Shock is one of the most used words in emergency medicine. It’s also one of the most misunderstood.

In this episode, recorded at Trauma 2030 at the Royal College of Surgeons, I sit down with one of St Emlyn's own, Rich Carden — former emergency physician, now intensive care trainee and PhD graduate in trauma sciences — to explore what shock actually means beyond the blood pressure reading.

We discuss:

• Why shock is fundamentally about oxygen delivery and utilisation at a cellular level
• The difference between pressure and perfusion
• The concept of the “dose” of shock — magnitude and duration
• Why haemorrhage may only be the first phase
• How trauma patients transition between haemorrhagic, inflammatory, vasoplegic and septic states
• The glycocalyx — and why losing it matters
• The risks of early vasopressors in an empty system
• Why doing the basics exceptionally well remains our best intervention

This is not a protocol episode. It’s a physiology conversation. A systems conversation.
A reminder that restoring a number is not the same as restoring oxygen to mitochondria.
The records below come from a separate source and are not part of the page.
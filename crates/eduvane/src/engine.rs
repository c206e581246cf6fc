pub mod base;
pub mod unavailable;

#[cfg(test)]
pub mod mock;

pub use base::Engine;
pub use unavailable::{UnavailableEngine, ENGINE_UNAVAILABLE_MESSAGE};
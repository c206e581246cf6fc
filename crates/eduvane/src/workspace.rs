use anyhow::Result;
use futures::StreamExt;

use crate::gateway::Gateway;
use crate::models::event::{AnalysisPhase, GatewayEvent};
use crate::models::input::UnifiedInput;
use crate::models::message::{ChatMessage, MessageKind};

pub const SYSTEM_ERROR_MESSAGE: &str = "System Error: Unable to reach Intelligence Layer.";

#[derive(Debug, Clone, Copy, PartialEq, Eq)]
pub enum Key {
    Enter,
    Char(char),
}

#[derive(Debug, Clone, Copy, PartialEq, Eq)]
pub struct KeyPress {
    pub key: Key,
    /// Shift or any other modifier held with the key
    pub modifier: bool,
}

impl KeyPress {
    pub fn enter() -> Self {
        KeyPress {
            key: Key::Enter,
            modifier: false,
        }
    }

    pub fn modified_enter() -> Self {
        KeyPress {
            key: Key::Enter,
            modifier: true,
        }
    }

    pub fn char(c: char) -> Self {
        KeyPress {
            key: Key::Char(c),
            modifier: false,
        }
    }
}

#[derive(Debug, Clone, Copy, PartialEq, Eq)]
pub enum KeyOutcome {
    /// The draft should be sent
    Submit,
    /// The draft was edited in place
    Edited,
}

#[derive(Debug, Clone, Copy, PartialEq, Eq)]
pub enum TurnState {
    Idle,
    AwaitingSend,
    Streaming,
    Settled,
}

/// What changed in the workspace, delivered to a [`WorkspaceView`] after every mutation
#[derive(Debug)]
pub enum WorkspaceUpdate<'a> {
    Processing(bool),
    MessageAppended(&'a ChatMessage),
    Chunk {
        message: &'a ChatMessage,
        text: &'a str,
    },
    Finalized(&'a ChatMessage),
    Phase(AnalysisPhase),
}

/// Anything that renders a workspace. Views are expected to keep the newest message in sight.
pub trait WorkspaceView {
    fn update(&mut self, update: WorkspaceUpdate<'_>);
}

/// Result of applying one gateway event to the in-flight turn
#[derive(Debug, Clone, PartialEq)]
pub enum Applied {
    Chunk(String),
    Finalized,
    Phase(AnalysisPhase),
    Ignored,
}

#[derive(Debug)]
struct ActiveTurn {
    index: usize,
    text: String,
    finalized: bool,
}

/// Local message state of one chat session.
///
/// One request is in flight at a time. Each turn appends the user's message and an
/// assistant placeholder, fills the placeholder from the event stream and settles it
/// exactly once, either when the stream is exhausted or on the first error.
#[derive(Debug, Default)]
pub struct ChatWorkspace {
    messages: Vec<ChatMessage>,
    draft: String,
    active: Option<ActiveTurn>,
    phase: Option<AnalysisPhase>,
    is_guest: bool,
}

impl ChatWorkspace {
    pub fn new() -> Self {
        Self::default()
    }

    pub fn with_guest(mut self, is_guest: bool) -> Self {
        self.is_guest = is_guest;
        self
    }

    pub fn messages(&self) -> &[ChatMessage] {
        &self.messages
    }

    pub fn last_message(&self) -> Option<&ChatMessage> {
        self.messages.last()
    }

    pub fn draft(&self) -> &str {
        &self.draft
    }

    pub fn set_draft<S: Into<String>>(&mut self, text: S) {
        self.draft = text.into();
    }

    pub fn is_processing(&self) -> bool {
        self.active.is_some()
    }

    pub fn is_guest(&self) -> bool {
        self.is_guest
    }

    /// Last phase reported by the engine, if any
    pub fn phase(&self) -> Option<AnalysisPhase> {
        self.phase
    }

    /// Whether the send action is enabled
    pub fn can_send(&self) -> bool {
        !self.draft.trim().is_empty() && !self.is_processing()
    }

    pub fn state(&self) -> TurnState {
        if self.is_processing() {
            TurnState::Streaming
        } else if !self.draft.trim().is_empty() {
            TurnState::AwaitingSend
        } else if self.messages.is_empty() {
            TurnState::Idle
        } else {
            TurnState::Settled
        }
    }

    pub fn handle_key(&mut self, press: KeyPress) -> KeyOutcome {
        match press.key {
            Key::Enter if !press.modifier => KeyOutcome::Submit,
            Key::Enter => {
                self.draft.push('\n');
                KeyOutcome::Edited
            }
            Key::Char(c) => {
                self.draft.push(c);
                KeyOutcome::Edited
            }
        }
    }

    /// Open a turn from the current draft.
    ///
    /// Returns `None` without touching any state when the draft is blank or a request is
    /// already in flight.
    pub fn begin_turn(&mut self) -> Option<UnifiedInput> {
        if !self.can_send() {
            return None;
        }

        let text = std::mem::take(&mut self.draft);
        self.messages.push(ChatMessage::user(text.clone()));
        self.messages.push(ChatMessage::placeholder());
        self.active = Some(ActiveTurn {
            index: self.messages.len() - 1,
            text: String::new(),
            finalized: false,
        });

        Some(UnifiedInput::text(text))
    }

    pub fn apply_event(&mut self, event: GatewayEvent) -> Applied {
        let Some(turn) = self.active.as_mut() else {
            tracing::debug!(kind = event.kind(), "event outside of a turn ignored");
            return Applied::Ignored;
        };

        match event {
            GatewayEvent::PhaseUpdate { phase } => {
                self.phase = Some(phase);
                Applied::Phase(phase)
            }
            GatewayEvent::StreamChunk { text } => {
                if turn.finalized {
                    tracing::debug!("chunk after settlement ignored");
                    return Applied::Ignored;
                }
                turn.text.push_str(&text);
                self.messages[turn.index].content = turn.text.clone();
                Applied::Chunk(text)
            }
            GatewayEvent::Error { message } => {
                if turn.finalized {
                    tracing::debug!("error after settlement ignored");
                    return Applied::Ignored;
                }
                let placeholder = &mut self.messages[turn.index];
                placeholder.kind = MessageKind::Error;
                placeholder.content = message;
                placeholder.is_streaming = false;
                turn.finalized = true;
                Applied::Finalized
            }
            event @ (GatewayEvent::SubmissionComplete { .. }
            | GatewayEvent::FollowUp { .. }
            | GatewayEvent::TaskComplete) => {
                tracing::debug!(kind = event.kind(), "event has no effect on messages");
                Applied::Ignored
            }
        }
    }

    /// Settle the turn after the stream was exhausted.
    ///
    /// Returns true if this settled the placeholder.
    pub fn complete_turn(&mut self) -> bool {
        match self.active.take() {
            Some(turn) => self.settle(&turn),
            None => false,
        }
    }

    /// Settle the turn after the gateway call failed and report the failure in the chat
    pub fn fail_turn(&mut self, error: &anyhow::Error) -> bool {
        tracing::error!("gateway call failed: {:#}", error);
        let Some(turn) = self.active.take() else {
            return false;
        };
        let settled = self.settle(&turn);
        self.messages.push(ChatMessage::system_error(SYSTEM_ERROR_MESSAGE));
        settled
    }

    fn settle(&mut self, turn: &ActiveTurn) -> bool {
        if turn.finalized {
            return false;
        }
        self.messages[turn.index].is_streaming = false;
        true
    }

    /// Run one full turn: send the draft through the gateway and apply the streamed events.
    ///
    /// Returns false if the draft was rejected. Every failure ends in a rendered message
    /// and a re-enabled input.
    pub async fn send(&mut self, gateway: &dyn Gateway, view: &mut dyn WorkspaceView) -> bool {
        let Some(input) = self.begin_turn() else {
            return false;
        };

        view.update(WorkspaceUpdate::Processing(true));
        let len = self.messages.len();
        for message in &self.messages[len - 2..] {
            view.update(WorkspaceUpdate::MessageAppended(message));
        }

        let index = len - 1;
        match self.stream_turn(gateway, input, view).await {
            Ok(()) => {
                if self.complete_turn() {
                    view.update(WorkspaceUpdate::Finalized(&self.messages[index]));
                }
            }
            Err(e) => {
                if self.fail_turn(&e) {
                    view.update(WorkspaceUpdate::Finalized(&self.messages[index]));
                }
                if let Some(message) = self.messages.last() {
                    view.update(WorkspaceUpdate::MessageAppended(message));
                }
            }
        }

        view.update(WorkspaceUpdate::Processing(false));
        true
    }

    async fn stream_turn(
        &mut self,
        gateway: &dyn Gateway,
        input: UnifiedInput,
        view: &mut dyn WorkspaceView,
    ) -> Result<()> {
        let mut events = gateway.process_input(input, self.is_guest).await?;

        while let Some(event) = events.next().await {
            let event = event?;
            let index = self.active.as_ref().map(|turn| turn.index);

            match (self.apply_event(event), index) {
                (Applied::Chunk(text), Some(index)) => view.update(WorkspaceUpdate::Chunk {
                    message: &self.messages[index],
                    text: &text,
                }),
                (Applied::Finalized, Some(index)) => {
                    view.update(WorkspaceUpdate::Finalized(&self.messages[index]))
                }
                (Applied::Phase(phase), _) => view.update(WorkspaceUpdate::Phase(phase)),
                _ => {}
            }
        }

        Ok(())
    }
}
If you’re interested in pre-hospital and trauma systems thinking, do take a look at Tactical Trauma — spaces where these ideas are tested in practice.

Learning from podcasts?

If podcasts form part of your CPD, you can log your listening time across all podcasts on MedPod Learn — not just St Emlyn’s — and generate structured reflection. The app is free to download, includes a one-month free trial, and offers globally adjusted pricing.

Trauma 2030

TRAUMA 2030 united experts and innovators to shape the future of trauma care. Over two days, it explored breakthroughs in science, systems, and frontline practice, fostering collaboration across disciplines. The symposium aimed to inspire research, inform policy, and build a bold roadmap for trauma care worldwide.

As always, thanks for listening.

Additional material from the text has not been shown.